Israele, 1995: l’anno delle
possibilità. Shirel Amitaï firma la regia di un
film che, attraverso una comune storia familiare narra di un’epoca
di limbo, in cui l’imminente pace viene uccisa insieme al ministro
Rabin. La Storia con la S maiuscola si fonde con la storia di tre
sorelle: metà israeliane e metà francesi, Darel (Yaël
Abecassis), Calì (Géraldine Nakache) e
Asia (Judith Chemla) si riuniscono nella
loro casa di Atlit, dove solevano passare le estati, per procedere
alla vendita dell’immobile.
Sviluppato per intero nello spazio della casa e del suo cortile, La casa delle estati lontane si serve di immagini di archivio per contestualizzare il periodo in cui si svolge la vicenda. La dialettica che si instaura tra le due tipologie di linguaggi permette di creare un ponte tra le due storie, che riescono a essere percepite chiaramente dallo spettatore come parallele e riflettenti l’una dell’altra. Il tutto è movimentato dall’elemento fantastico che viene ben utilizzato per mettere materialmente e visivamente in scena il bagaglio di memorie, affetti e desideri che le protagoniste si portano dietro.

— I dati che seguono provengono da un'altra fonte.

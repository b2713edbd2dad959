//! Lookup tables joined onto normalized variants: the curated pathogenic
//! variant table and the gene cross-reference table.
//!
//! Both are loaded once and shared read-only between chunks and workers.

use std::path::Path;

use multimap::MultiMap;
use thousands::Separable;

use crate::{
    annofit::conf::{CuratedTableConfig, HGMD},
    common::{flatten_values, table::Table, table::VariantRecord, SENTINEL},
};

use super::normalize::format_coordinate;

/// Squeeze matched lookup rows into one value per column.
///
/// One row gives its values, none gives sentinels, several give the sorted,
/// deduplicated `;`-join of their non-sentinel values.
pub fn squeeze(columns: &[String], rows: &[&VariantRecord]) -> Vec<(String, String)> {
    columns
        .iter()
        .map(|column| {
            let value = match rows {
                [] => SENTINEL.to_string(),
                [row] => row.get(column).to_string(),
                rows => flatten_values(rows.iter().map(|r| r.get(column))),
            };
            (column.clone(), value)
        })
        .collect()
}

/// Curated pathogenic-variant table keyed on `(Chr, Start, End)`.
#[derive(Debug, Default)]
pub struct CuratedTable {
    /// Output columns, the name column renamed to `HGMD`.
    pub columns: Vec<String>,
    rows: MultiMap<(String, String, String), VariantRecord>,
}

impl CuratedTable {
    /// Build from a loaded table; coordinates are normalized to integers.
    pub fn from_table(config: &CuratedTableConfig, table: Table) -> Self {
        let anchors = [
            config.chrom_column.as_str(),
            config.start_column.as_str(),
            config.end_column.as_str(),
        ];
        let columns = table
            .columns
            .iter()
            .filter(|c| !anchors.contains(&c.as_str()))
            .map(|c| {
                if *c == config.name_column {
                    HGMD.to_string()
                } else {
                    c.clone()
                }
            })
            .collect::<Vec<_>>();

        let mut rows = MultiMap::new();
        for mut record in table.records {
            let key = (
                record.get(&config.chrom_column).to_string(),
                format_coordinate(record.get(&config.start_column)),
                format_coordinate(record.get(&config.end_column)),
            );
            record.rename(&config.name_column, HGMD);
            rows.insert(key, record);
        }
        Self { columns, rows }
    }

    /// Load from the TSV at `path`.
    pub fn load<P: AsRef<Path>>(
        config: &CuratedTableConfig,
        path: P,
    ) -> Result<Self, anyhow::Error> {
        let table = Table::read(path.as_ref())?;
        tracing::info!(
            "Loaded {} curated variants from {}",
            table.records.len().separate_with_commas(),
            path.as_ref().display()
        );
        Ok(Self::from_table(config, table))
    }

    /// Left-join the curated columns onto `record`.
    pub fn annotate(&self, record: &mut VariantRecord) {
        let key = (
            record.get("Chr").to_string(),
            record.get("Start").to_string(),
            record.get("End").to_string(),
        );
        let matched = self
            .rows
            .get_vec(&key)
            .map(|rows| rows.iter().collect::<Vec<_>>())
            .unwrap_or_default();
        for (column, value) in squeeze(&self.columns, &matched) {
            record.set(column, value);
        }
    }
}

/// Gene cross-reference table keyed on gene symbol.
#[derive(Debug, Default)]
pub struct XRefTable {
    /// Key column name.
    pub key_column: String,
    /// Non-key columns.
    pub columns: Vec<String>,
    rows: MultiMap<String, VariantRecord>,
}

impl XRefTable {
    pub fn from_table(key_column: &str, table: Table) -> Self {
        let columns = table
            .columns
            .iter()
            .filter(|c| *c != key_column)
            .cloned()
            .collect();
        let mut rows = MultiMap::new();
        for record in table.records {
            rows.insert(record.get(key_column).to_string(), record);
        }
        Self {
            key_column: key_column.to_string(),
            columns,
            rows,
        }
    }

    /// Load from the TSV at `path`.
    pub fn load<P: AsRef<Path>>(key_column: &str, path: P) -> Result<Self, anyhow::Error> {
        let table = Table::read(path.as_ref())?;
        tracing::info!(
            "Loaded {} gene cross-references from {}",
            table.records.len().separate_with_commas(),
            path.as_ref().display()
        );
        Ok(Self::from_table(key_column, table))
    }

    pub fn contains(&self, gene: &str) -> bool {
        self.rows.contains_key(gene)
    }

    /// All rows of the given genes.
    pub fn rows_of<'a, I>(&self, genes: I) -> Vec<&VariantRecord>
    where
        I: IntoIterator<Item = &'a str>,
    {
        genes
            .into_iter()
            .filter_map(|gene| self.rows.get_vec(gene))
            .flatten()
            .collect()
    }

    /// Squeeze the rows of the `;`-separated genes in `gene_column` onto `record`.
    pub fn annotate(&self, gene_column: &str, record: &mut VariantRecord) {
        let genes = record
            .get(gene_column)
            .split(';')
            .map(|s| s.to_string())
            .collect::<Vec<_>>();
        let matched = self.rows_of(genes.iter().map(|s| s.as_str()));
        for (column, value) in squeeze(&self.columns, &matched) {
            record.set(column, value);
        }
    }
}

#[cfg(test)]
mod test {
    use pretty_assertions::assert_eq;

    use crate::{
        annofit::conf::CuratedTableConfig,
        common::table::{Table, VariantRecord},
    };

    fn variant(chrom: &str, start: &str, end: &str, genes: &str) -> VariantRecord {
        VariantRecord::from_pairs([
            ("Chr", chrom),
            ("Start", start),
            ("End", end),
            ("Ref", "A"),
            ("Alt", "G"),
            ("AnnoFit.GeneName", genes),
        ])
    }

    #[rstest::rstest]
    #[case(vec![], ".")]
    #[case(vec!["b;a"], "b;a")]
    #[case(vec!["b", ".", "a", "b"], "a;b")]
    fn squeeze(#[case] values: Vec<&str>, #[case] expected: &str) {
        let rows = values
            .iter()
            .map(|v| VariantRecord::from_pairs([("X", *v)]))
            .collect::<Vec<_>>();

        let res = super::squeeze(&["X".to_string()], &rows.iter().collect::<Vec<_>>());

        assert_eq!(res, vec![("X".to_string(), expected.to_string())]);
    }

    #[test]
    fn curated_join() -> Result<(), anyhow::Error> {
        let curated =
            super::CuratedTable::load(&CuratedTableConfig::default(), "tests/data/annofit/hgmd.tsv")?;
        let mut hit = variant("chr1", "1000", "1000", "GENE1");
        let mut miss = variant("chr1", "1001", "1001", "GENE1");

        curated.annotate(&mut hit);
        curated.annotate(&mut miss);

        assert_eq!(hit.get("HGMD"), "CM000001");
        assert_eq!(miss.get("HGMD"), ".");
        assert!(miss.contains("HGMD"));

        Ok(())
    }

    #[test]
    fn xref_squeeze_multiple_genes() -> Result<(), anyhow::Error> {
        let xref = super::XRefTable::load("#Gene_name", "tests/data/annofit/xref.tsv")?;
        let mut both = variant("chr1", "1000", "1000", "GENE1;GENE2");
        let mut unknown = variant("chr1", "1000", "1000", "GENE9");

        xref.annotate("AnnoFit.GeneName", &mut both);
        xref.annotate("AnnoFit.GeneName", &mut unknown);

        assert_eq!(both.get("pLi"), "0.1;0.95");
        assert_eq!(unknown.get("pLi"), ".");
        assert_eq!(unknown.get("Disease_description"), ".");
        assert!(xref.contains("GENE3"));

        Ok(())
    }

    #[test]
    fn curated_coordinates_normalized() {
        let config = CuratedTableConfig::default();
        let table = Table {
            columns: vec![
                config.chrom_column.clone(),
                config.start_column.clone(),
                config.end_column.clone(),
                config.name_column.clone(),
            ],
            records: vec![VariantRecord::from_pairs([
                (config.chrom_column.as_str(), "chr2"),
                (config.start_column.as_str(), " 77"),
                (config.end_column.as_str(), "77"),
                (config.name_column.as_str(), "CM2"),
            ])],
        };
        let curated = super::CuratedTable::from_table(&config, table);
        let mut record = variant("chr2", "77", "77", ".");

        curated.annotate(&mut record);

        assert_eq!(curated.columns, vec!["HGMD"]);
        assert_eq!(record.get("HGMD"), "CM2");
    }
}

Attraverso le tre sorelle,
rappresentanti di tre diverse stagioni della vita, assistiamo a un
viaggio che ha come luoghi la casa e il suo giardino e che conduce
alla definizione di un’identità che, sebbene si tenti di sradicare
in tutti i modi, riemerge con prepotenza senza dare occasione
alcuna di essere soffocata. Le protagoniste sono, ognuna a suo
modo, perse e spaesate: la maggiore, annegata nelle responsabilità,
non permette a se stessa la felicità; quella di mezzo non riesce a
sposare completamente le sue origini, che tenta di sradicare
continuamente, come le piante del giardino di cui si occupa; infine
la più giovane, smarrita nel senso più ampio e pieno della
parola.
In quello che si può tranquillamente definire un film d’interni, la forza sta, naturalmente, nei personaggi, che in questo caso sono ben scritti e caratterizzati grazie anche al lavoro puntuale dei costumisti, Laurence Struz (Francia) & Ofir Hazan (Israele) e alla forte intesa tra le attrici protagoniste. Tuttavia il ritmo del film non risulta molto costante, con una prima parte più debole che soffre di una mancanza di indizi che indichino allo spettatore ciò che si nasconde dietro quella che sembrerebbe una banalissima vicenda familiare. È dunque in un secondo momento che il film si rivela davvero interessante nell’operazione che fa, nell’evidenziare come una situazione esterna influenzi irrimediabilmente anche chi non ne prende parte attivamente, ma che, per casuale atto di nascita, ci cammina e ci vive dentro.
In sala a partire dal 16 giugno, il film dell’Amitaï ha il merito, non scontato, di puntare il riflettore su un’epoca di possibilità e sul coraggio di restare attaccati alla propria identità nonostante le oggettive difficoltà.